When corking white wine should the cork wet or dry? Thanks


----------



## robie (Sep 14, 2012)

For both whites and reds, the cork should be dry if possible.

Place the corks in a bucket. In the center of the bucket, place an open jar of about 2 cups of Kmeta solution (3 tblsp to one gallon of water). Seal up the bucket for a couple hours. When you open the bucket, you will have sanitized, dry corks.

You will hear this bucket referred to as - a corkador.

Never boil the corks.

As far as wet, the second best option for a home wine maker is to put the corks in a colander, pour Kmeta solution over them. Shake them well; cover them and let them dry or nearly dry.


----------



## Schuster1 (Sep 14, 2012)

Does the cork expand when you add the solution? Thanks for your help


----------



## jswordy (Sep 18, 2012)

The solution is not in contact with the corks for long, just enough to wet them.
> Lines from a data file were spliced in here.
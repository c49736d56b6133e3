//! The two-stage pipeline driver.
//!
//! Stage one (block transforms) and stage two (static Huffman) each consume
//! a file and produce a file; they are bridged by an unnamed temporary file
//! that stage one finishes writing before stage two opens it. The Huffman
//! encoder reads its input twice, so the bridge is reopened once per pass.
//!
//! The adaptive (Vitter) codec is a standalone single-stage path: code units
//! in, bits out, no intermediate file.

use std::fs::File;
use std::io::ErrorKind;
use std::path::Path;

use log::info;
use tempfile::NamedTempFile;

use crate::error::{Error, Result};
use crate::huffman_coding::{static_huffman, vitter};

use super::block_stage::BlockStage;

/// Open a file for reading, mapping a missing file to [`Error::NotFound`].
fn open_source(path: &Path) -> Result<File> {
    File::open(path).map_err(|e| {
        if e.kind() == ErrorKind::NotFound {
            Error::NotFound {
                path: path.display().to_string(),
            }
        } else {
            Error::Io(e)
        }
    })
}

/// Compress a text file into a compact binary file.
pub fn compress(source: impl AsRef<Path>, dest: impl AsRef<Path>) -> Result<()> {
    let source = source.as_ref();
    let dest = dest.as_ref();
    info!(
        "Compressing '{}' into '{}'",
        source.display(),
        dest.display()
    );

    // stage one: block transforms into the bridge file
    let bridge = NamedTempFile::new()?;
    BlockStage::new().compress(open_source(source)?, bridge.reopen()?)?;

    // stage two: two-pass huffman over the bridge into the destination
    static_huffman::encode(bridge.reopen()?, bridge.reopen()?, File::create(dest)?)?;
    Ok(())
}

/// Restore a text file from a compressed binary file.
pub fn uncompress(source: impl AsRef<Path>, dest: impl AsRef<Path>) -> Result<()> {
    let source = source.as_ref();
    let dest = dest.as_ref();
    info!(
        "Decompressing '{}' into '{}'",
        source.display(),
        dest.display()
    );

    // stage two first: huffman decoding into the bridge file
    let bridge = NamedTempFile::new()?;
    static_huffman::decode(open_source(source)?, bridge.reopen()?)?;

    // then the reverse block transforms into the destination
    BlockStage::new().uncompress(bridge.reopen()?, File::create(dest)?)?;
    Ok(())
}

/// Compress a text file with the adaptive codec.
pub fn vitter_compress(source: impl AsRef<Path>, dest: impl AsRef<Path>) -> Result<()> {
    let source = source.as_ref();
    vitter::encode_stream(open_source(source)?, File::create(dest)?)?;
    Ok(())
}

/// Restore a text file compressed with the adaptive codec.
pub fn vitter_uncompress(source: impl AsRef<Path>, dest: impl AsRef<Path>) -> Result<()> {
    let source = source.as_ref();
    vitter::decode_stream(open_source(source)?, File::create(dest)?)?;
    Ok(())
}
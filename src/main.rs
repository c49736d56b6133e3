//Enable more cargo lint tests
#![warn(rust_2018_idioms)]

use std::process::ExitCode;

use log::{info, LevelFilter};
use simplelog::{Config, TermLogger, TerminalMode};

use jpack::compression::compressor::{compress, uncompress};
use jpack::tools::cli::{jpopts_init, Mode};
use jpack::Result;

fn main() -> ExitCode {
    // Available log levels are Error, Warn, Info, Debug, Trace
    TermLogger::init(
        LevelFilter::Trace,
        Config::default(),
        TerminalMode::Stdout,
        simplelog::ColorChoice::Auto,
    )
    .expect("no other logger is installed");

    match run() {
        Ok(()) => {
            info!("Done.");
            ExitCode::SUCCESS
        }
        Err(e) => {
            eprintln!("jpack: {e}");
            ExitCode::FAILURE
        }
    }
}

fn run() -> Result<()> {
    let opts = jpopts_init()?;
    match opts.op_mode {
        Mode::Compress => compress(&opts.source, &opts.destination),
        Mode::Decompress => uncompress(&opts.source, &opts.destination),
        Mode::SelfTest => self_test(&opts.source),
    }
}

/// Round-trip self test: compress <base>.txt, decompress the result, leaving
/// <base>.pck and <base>-R.txt behind for comparison.
fn self_test(base: &str) -> Result<()> {
    let source = format!("{base}.txt");
    let packed = format!("{base}.pck");
    let restored = format!("{base}-R.txt");
    compress(&source, &packed)?;
    uncompress(&packed, &restored)?;
    info!("Self test wrote '{packed}' and '{restored}'.");
    Ok(())
}
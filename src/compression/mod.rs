//! The compression module wires the engines into the two-stage codec.
//!
//! Compression happens in the following steps:
//! - Block stage: the text is cut into fixed size blocks; each block goes
//!   through the Burrows-Wheeler transform and then, prefixed by a small
//!   header carrying the primary index, through the adapted Move-to-Front
//!   transform. The result is an intermediate stream of code units.
//! - Huffman stage: the whole intermediate stream is encoded with the
//!   semi-adaptive Huffman coder into the final bit stream.
//!
//! Decompression follows the inverse order: Huffman decoding, then per
//! block the reverse MTF and the reverse BWT.
//!
//! The two stages communicate through a file; stage one closes it before
//! stage two opens it. The adaptive (Vitter) coder is an independent
//! single-stage path with no intermediate file.

pub mod block_stage;
pub mod compressor;

/// Number of code units processed per block in stage one.
pub const BLOCK_SIZE: usize = 4096;

/// Number of code units in a block header (the primary index in hex).
pub const BLOCK_HEADER_SIZE: usize = 3;
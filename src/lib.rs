//! jpack, a block-sorting text compressor.
//!
//! - Compresses text files into a compact binary representation and restores
//!   them bit-exactly via the inverse transforms.
//! - The primary codec chains a block-level Burrows-Wheeler transform, a
//!   Move-to-Front transform per block and a whole-file semi-adaptive
//!   Huffman coder.
//! - An independent adaptive Huffman codec (Vitter's algorithm) offers a
//!   single-pass alternative with no intermediate file.
//!
//! Basic usage to compress a file:
//!
//! ```text
//! $> jpack -c test.txt
//! ```
//!
//! This creates the compressed file test.txt.pck. Decompress it with:
//!
//! ```text
//! $> jpack -d test.txt.pck restored.txt
//! ```

pub mod bitstream;
pub mod bwt_algorithms;
pub mod compression;
pub mod error;
pub mod huffman_coding;
pub mod move_to_front;
pub mod tools;

pub use error::{Error, Result};

/// Size of the transform alphabet: every engine works on 16-bit code units.
pub const ALPHABET_SIZE: usize = 65536;
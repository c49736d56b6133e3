//! Stage one of the primary codec: block transforms.
//!
//! The source is read in blocks of [`BLOCK_SIZE`](super::BLOCK_SIZE) code
//! units (a short final block keeps its actual length). Each block is
//! Burrows-Wheeler transformed, then the last column goes through the
//! adapted Move-to-Front transform. The emitted form is
//! `header || content`, where the header is the primary index rendered as
//! exactly three uppercase hex digits. The index always fits: it is below
//! the block size, which is at most 0xFFF + 1.
//!
//! One Move-to-Front list is shared across all blocks of a stream and reset
//! at the start of each direction.

use std::io::{Read, Write};

use log::{info, trace};

use crate::bwt_algorithms::{bwt_decode, bwt_encode, BwtBlock};
use crate::error::{Error, Result};
use crate::move_to_front::MoveToFront;
use crate::tools::unicode::{CodeUnitReader, CodeUnitWriter};

use super::{BLOCK_HEADER_SIZE, BLOCK_SIZE};

/// The block transform stage. Owns the Move-to-Front state shared by the
/// blocks of one stream.
pub struct BlockStage {
    mtf: MoveToFront,
}

impl BlockStage {
    pub fn new() -> Self {
        Self {
            mtf: MoveToFront::new(),
        }
    }

    /// Transform a text stream block by block into the intermediate stream.
    pub fn compress<R: Read, W: Write>(&mut self, source: R, sink: W) -> Result<W> {
        self.mtf.reset();
        let mut reader = CodeUnitReader::new(source);
        let mut writer = CodeUnitWriter::new(sink);
        let mut blocks = 0_usize;
        while let Some(block) = reader.read_block(BLOCK_SIZE)? {
            writer.write_block(&transform_block(&mut self.mtf, &block))?;
            blocks += 1;
        }
        info!("block stage: {} blocks transformed", blocks);
        writer.finish()
    }

    /// Reverse an intermediate stream block by block into the original text.
    pub fn uncompress<R: Read, W: Write>(&mut self, source: R, sink: W) -> Result<W> {
        self.mtf.reset();
        let mut reader = CodeUnitReader::new(source);
        let mut writer = CodeUnitWriter::new(sink);
        let mut blocks = 0_usize;
        loop {
            // a missing header is the clean end of the stream
            let header = match reader.read_block(BLOCK_HEADER_SIZE)? {
                Some(header) if header.len() == BLOCK_HEADER_SIZE => header,
                Some(_) => return Err(Error::malformed("incomplete block header")),
                None => break,
            };
            let content = reader
                .read_block(BLOCK_SIZE)?
                .ok_or_else(|| Error::malformed("block header not followed by any content"))?;
            writer.write_block(&reverse_block(&mut self.mtf, &header, &content)?)?;
            blocks += 1;
        }
        info!("block stage: {} blocks reversed", blocks);
        writer.finish()
    }
}

impl Default for BlockStage {
    fn default() -> Self {
        Self::new()
    }
}

/// BWT then adapted MTF; returns header and content concatenated.
fn transform_block(mtf: &mut MoveToFront, block: &[u16]) -> Vec<u16> {
    let BwtBlock { content, index } = bwt_encode(block);
    trace!("block of {} units, primary index {}", block.len(), index);
    let mut out = format!("{:03X}", index).encode_utf16().collect::<Vec<u16>>();
    debug_assert_eq!(out.len(), BLOCK_HEADER_SIZE);
    out.extend(mtf.encode_block(&content));
    out
}

/// Adapted reverse MTF then reverse BWT, parsing the header's hex index.
fn reverse_block(mtf: &mut MoveToFront, header: &[u16], content: &[u16]) -> Result<Vec<u16>> {
    let content = mtf.decode_block(content);
    let header: String = char::decode_utf16(header.iter().copied())
        .collect::<std::result::Result<String, _>>()
        .map_err(|_| Error::malformed("block header is not text"))?;
    let index = usize::from_str_radix(&header, 16)
        .map_err(|_| Error::malformed(format!("invalid hex in block header '{header}'")))?;
    bwt_decode(&BwtBlock { content, index })
}

#[cfg(test)]
mod test {
    use super::BlockStage;
    use crate::compression::{BLOCK_HEADER_SIZE, BLOCK_SIZE};

    fn compress(text: &str) -> Vec<u8> {
        BlockStage::new()
            .compress(text.as_bytes(), Vec::new())
            .unwrap()
    }

    fn round_trip(text: &str) {
        let intermediate = compress(text);
        let restored = BlockStage::new()
            .uncompress(intermediate.as_slice(), Vec::new())
            .unwrap();
        assert_eq!(String::from_utf8(restored).unwrap(), text);
    }

    #[test]
    fn abracadabra_intermediate_layout() {
        let intermediate = compress("abracadabra");
        let text = String::from_utf8(intermediate).unwrap();
        // primary index 2, then the adapted MTF of "rdarcaaaabb"
        assert_eq!(&text[..3], "002");
        assert_eq!(text.chars().count(), 3 + 11);
        // runs of 'a' in the BWT output become runs of rank zero, i.e. 'A'
        assert_eq!(text.matches('A').count(), 4);
    }

    #[test]
    fn empty_source_empty_stream() {
        assert!(compress("").is_empty());
        round_trip("");
    }

    #[test]
    fn block_boundary_makes_two_blocks() {
        let text: String = "ab".repeat(BLOCK_SIZE);
        let intermediate = compress(&text);
        let units: Vec<u16> = String::from_utf8(intermediate)
            .unwrap()
            .encode_utf16()
            .collect();
        assert_eq!(units.len(), 2 * (BLOCK_HEADER_SIZE + BLOCK_SIZE));
        round_trip(&text);
    }

    #[test]
    fn round_trips() {
        round_trip("a");
        round_trip("abracadabra");
        round_trip("Ah que coucou! Les mouettes ont pied.");
        round_trip(&"the quick brown fox jumps over the lazy dog. ".repeat(200));
    }

    #[test]
    fn surrogate_pairs_survive_the_permutation() {
        round_trip("smile \u{1F600}\u{1F601} frown \u{2639}");
    }

    #[test]
    fn header_without_content_is_malformed() {
        let result = BlockStage::new().uncompress("002".as_bytes(), Vec::new());
        assert!(result.is_err());
    }

    #[test]
    fn bad_hex_header_is_malformed() {
        let result = BlockStage::new().uncompress("0xZabcdef".as_bytes(), Vec::new());
        assert!(result.is_err());
    }
}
I gave up on involved cork sanitizing. I just make a strong k meta solution in a spray bottle and spritz the cork before placing it in my floor corker and pushing it home. I have not had a problem. Your mileage may vary.

BTW, some suppliers are so confident of their packaging that they say you never need to do anything to their corks when you are opening a sealed bag for use. I have not had a problem by following that instruction, but perhaps I trust too much. Since I went to the spray bottle, I spritz every cork now just because it's there on the bottling line. 

After I store a partial bag (I always put the folded-over bag into a ziplock bag), I will spritz them with k meta before use.


----------



## TonyP (Sep 18, 2012)

Schuster1 said:


> Does the cork expand when you add the solution? Thanks for your help



Shuster, to be clear the corkidor technique Robie described does not bring the cork into contact with K-meta. Instead, the corks are loose in a bucket together with a jar / bowl of K-meta. As the K-meta evaporates the SO2 given off permeates the cork. I now follow this up with placing the corks in Star San for 3-4 minutes to make them easier going into bottle.

Tony P.


----------



## Schuster1 (Sep 18, 2012)

Tony P I did it your way and it all worked out fine. Thanks


----------



## derunner (Oct 7, 2012)

robie said:


> For both whites and reds, the cork should be dry if possible.
> 
> Place the corks in a bucket. In the center of the bucket, place an open jar of about 2 cups of Kmeta solution (3 tblsp to one gallon of water). Seal up the bucket for a couple hours. When you open the bucket, you will have sanitized, dry corks.
> 
> ...



Should these be food grade buckets? I'm have trouble finding them. What size do you use for a corkador if you plan to keep 100 corks in there with some tubing? Do they just have a snap top lid like the fermentor, or do you look for something else? Is a pint sized canning jar with about a cup of the k-meta (3TBLS/gal) good?

If you do this for your tubing hydrometer, wine thief, and testing cylinder, do you just pull them out and use? then clean and spray with k-meta before putting them back in the bucktet? Or do you clean these gain before use.


----------



## SBWs (Oct 8, 2012)

Watch what you put in there. I put some pyrex type measuring containers in one and all the red markings came off. Also lost a mesh screener the same way it rusted.


----------



## kevinlfifer (Oct 9, 2012)

I am basically lazy. I take my 30 corks put them in a gallon ziplock bag with 1/2 cup or so of k-meta, shake and drain. Then a quick rinse with water, drain and use them immediatley.

500 bottles later no problem


----------